While fruit can refer to “any product of plant growth useful to humans or animals”, the more specific definition is the “edible part of a plant developed from a flower, with any accessory tissues”. Using this more specific definition all fruits are considered vegetables but not all vegetables are fruit. Olives, plums, tomatoes, artichokes and cucumbers are fruit. Lettuce, potatoes, celery and beets are not reproductive parts of the plant developed from flowers so are considered vegetables.
How many pounds of olives does it take to make one bottle of olive oil?
Olive oil yields vary by variety and harvest conditions. Our average yield is usually about 35 gallons per ton. This equals approx. 7.6 pounds of olives for a 500 ml bottle (about 17 oz).
What is first, cold-pressed?
These are terms that are a bit outdated, but still used to describe olive oils. Years ago the olive oil was actually “pressed” from the paste and the first pressing was said to be the best. Cold-pressed refers to the temperatures during the extraction process. Today the paste is almost always warmed, but if it is heated too high it can destroy some of the taste quality characteristics.
What is “lite” or “light” olive oil?
In the U.S., low-quality, often refined oil is sold with these designations. It refers to the flavor rather than the caloric content. These olive oils are often tasteless, odorless and colorless and are not healthier than other olive oils.
What attributes should I look for when tasting olive oils?
When tasting olive oil, there are several attributes of which you should be aware, and terms that you can use to describe the details of the taste experience. Some attributes are positive while others are negative. Here is an explanation of each:
Positive Attributes in Olive Oil
Three senses are primarily used to identify olive oils: olfactory, which refers to one's sense of smell; gustatory, one's sense of taste; and tactile, perceptible to the sense of touch. The following positive and negative attributes have been defined by the International Olive Oil Council. It should be noted that what might be defined as a negative characteristic may be a treasured attribute in another region or culture.
Fruity - In general, the fruity attribute refers to the fruity characteristics of the olive. Olive fruitiness is generally a result of the degree of ripeness of the olives when they were milled. Unripe fruitiness will tend to have more of a grassy characteristic while ripe fruitiness will tend to be less aggressive. Smelling the olive oil and exhaling through the nose after tasting the oil will help you perceive an oil's fruitiness.

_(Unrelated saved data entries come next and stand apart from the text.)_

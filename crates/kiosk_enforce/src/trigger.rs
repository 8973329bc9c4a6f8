//! Triggers and the debounced pass scheduler.
//!
//! Tree-change notifications, route hooks, and the fallback poll all used
//! to fire redundant work; they are unified behind one "request a pass"
//! entry point. Simultaneous trigger sources collapse to at most one
//! pending pass, preserving the single-pass-to-completion ordering
//! guarantee of the cooperative event loop.

use serde::{Deserialize, Serialize};

/// Why a pass was requested.
#[derive(Debug, Clone, Copy, PartialEq, Eq, Hash, Serialize, Deserialize)]
pub enum Trigger {
    /// Session just activated.
    Startup,

    /// The role set or policy table changed; marks are stale.
    PolicyChanged,

    /// The router reported a route change.
    RouteChanged,

    /// The tree observer reported a (possible) mutation.
    TreeChanged,

    /// Low-frequency fallback poll, catching drift the observer's signal
    /// set cannot see (route changes that mutate no tree node).
    FallbackTick,
}

impl Trigger {
    /// Stable name for journals and logs.
    pub fn as_str(&self) -> &'static str {
        match self {
            Trigger::Startup => "startup",
            Trigger::PolicyChanged => "policy-changed",
            Trigger::RouteChanged => "route-changed",
            Trigger::TreeChanged => "tree-changed",
            Trigger::FallbackTick => "fallback-tick",
        }
    }

    /// Coalescing priority (higher wins when requests collapse).
    fn priority(&self) -> u8 {
        match self {
            Trigger::PolicyChanged => 4,
            Trigger::Startup => 3,
            Trigger::RouteChanged => 2,
            Trigger::TreeChanged => 1,
            Trigger::FallbackTick => 0,
        }
    }

    /// Policy changes must not sit in the debounce window.
    fn bypasses_debounce(&self) -> bool {
        matches!(self, Trigger::PolicyChanged | Trigger::Startup)
    }
}

#[derive(Debug, Clone, Copy)]
struct Pending {
    trigger: Trigger,
    requested_at: u64,
}

/// Debounced single-slot pass scheduler.
///
/// All timestamps are host event-loop milliseconds; the scheduler never
/// reads a clock itself, which keeps it deterministic under test.
#[derive(Debug)]
pub struct PassScheduler {
    debounce_ms: u64,
    fallback_ms: u64,
    pending: Option<Pending>,
    coalesced: u64,
    last_pass_at: u64,
}

impl PassScheduler {
    pub fn new() -> Self {
        Self::with_intervals(crate::DEBOUNCE_MS, crate::FALLBACK_POLL_MS)
    }

    /// A scheduler with explicit intervals. `fallback_ms == 0` disables
    /// the fallback poll.
    pub fn with_intervals(debounce_ms: u64, fallback_ms: u64) -> Self {
        Self {
            debounce_ms,
            fallback_ms,
            pending: None,
            coalesced: 0,
            last_pass_at: 0,
        }
    }

    /// Request a pass. Requests arriving while one is pending collapse
    /// into it; the strongest trigger wins, the earliest timestamp is
    /// kept.
    pub fn request(&mut self, trigger: Trigger, now: u64) {
        match &mut self.pending {
            None => {
                self.pending = Some(Pending {
                    trigger,
                    requested_at: now,
                });
            }
            Some(pending) => {
                self.coalesced += 1;
                if trigger.priority() > pending.trigger.priority() {
                    pending.trigger = trigger;
                }
            }
        }
    }

    /// Take the trigger for a due pass, if any.
    ///
    /// A pending request becomes due once its debounce window elapses.
    /// With nothing pending, the fallback poll fires when enough time has
    /// passed since the last completed pass.
    pub fn poll(&mut self, now: u64) -> Option<Trigger> {
        if let Some(pending) = self.pending {
            let due = pending.trigger.bypasses_debounce()
                || now >= pending.requested_at + self.debounce_ms;
            if due {
                self.pending = None;
                return Some(pending.trigger);
            }
            return None;
        }

        if self.fallback_ms > 0 && now.saturating_sub(self.last_pass_at) >= self.fallback_ms {
            return Some(Trigger::FallbackTick);
        }

        None
    }

    /// Record a completed pass.
    pub fn complete(&mut self, now: u64) {
        self.last_pass_at = now;
    }

    /// Check if a request is waiting.
    pub fn has_pending(&self) -> bool {
        self.pending.is_some()
    }

    /// How many requests collapsed into pending passes so far.
    pub fn coalesced_count(&self) -> u64 {
        self.coalesced
    }
}

impl Default for PassScheduler {
    fn default() -> Self {
        Self::new()
    }
}

/// Bounded exponential backoff for unavailable collaborators.
#[derive(Debug, Clone)]
pub struct RetryBackoff {
    base_ms: u64,
    max_attempts: u32,
    attempts: u32,
    next_at: u64,
}

impl RetryBackoff {
    pub fn new(base_ms: u64, max_attempts: u32) -> Self {
        Self {
            base_ms,
            max_attempts,
            attempts: 0,
            next_at: 0,
        }
    }

    /// Check if a retry may run now.
    pub fn ready(&self, now: u64) -> bool {
        !self.exhausted() && now >= self.next_at
    }

    /// Record a failed attempt; the next retry backs off exponentially
    /// (capped at 32x base).
    pub fn record_failure(&mut self, now: u64) {
        self.attempts += 1;
        let factor = 1u64 << (self.attempts - 1).min(5);
        self.next_at = now + self.base_ms * factor;
    }

    /// Check if the retry budget is spent.
    pub fn exhausted(&self) -> bool {
        self.attempts >= self.max_attempts
    }

    pub fn attempts(&self) -> u32 {
        self.attempts
    }

    /// Reset after success.
    pub fn reset(&mut self) {
        self.attempts = 0;
        self.next_at = 0;
    }
}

In addition to olive fruitiness, olive oils can also have flavors reminiscent of almond, citrus fruit (lemon, orange, bergamot, mandarin or grapefruit, exotic fruit (pineapple, banana, passion fruit, mango, papaya, etc.), fig leaves, green pepper herbs, olive leaf, pear, pine nuts, soft fruit (blackberries, raspberries, bilberries, blackcurrants and redcurrants), fresh sweet red or green peppers, tomato leaves, natural dried vanilla powder or pods, or shelled walnuts.
Bitter - Bitterness is not detected by about 30% of people. Essentially it causes a reaction transient on the middle palate and on the sides of the tongue. Bitterness is a characteristic taste of oil obtained from green olives or olives turning color.
Pungent - Biting tactile sensation characteristic of oils produced at the start of the crop year, primarily from olives that are still unripe. Pungency starts in the mouth and had a delayed reaction in the throat. Pungency often causes a cough reaction and highly pungent oils are often referred to a "three cough" or "four cough" olive oils.
Note: When evaluating an olive oil, the positive attributes should be not only present but also balanced.
Negative Attributes in Olive Oil
All negative attributes in olive oil come from either defective fruit, or poor processing techniques. Poor techniques can impart additional negative attributes like In addition to these negative attributes, olive oil can also have the following additional negative attributes : metallic (from contact with metals during processing), heated or burnt (from excessive or prolonged heating of the paste), greasy (due to residual petroleum grease on machinery), and earthy (from soiled or unwashed olives).
Fusty - Fustiness is the characteristic flavor of oil obtained from olives stored in piles which have undergone an advanced stage of anaerobic fermentation. In short, fustiness has a olfactory characteristic similar to dirty socks.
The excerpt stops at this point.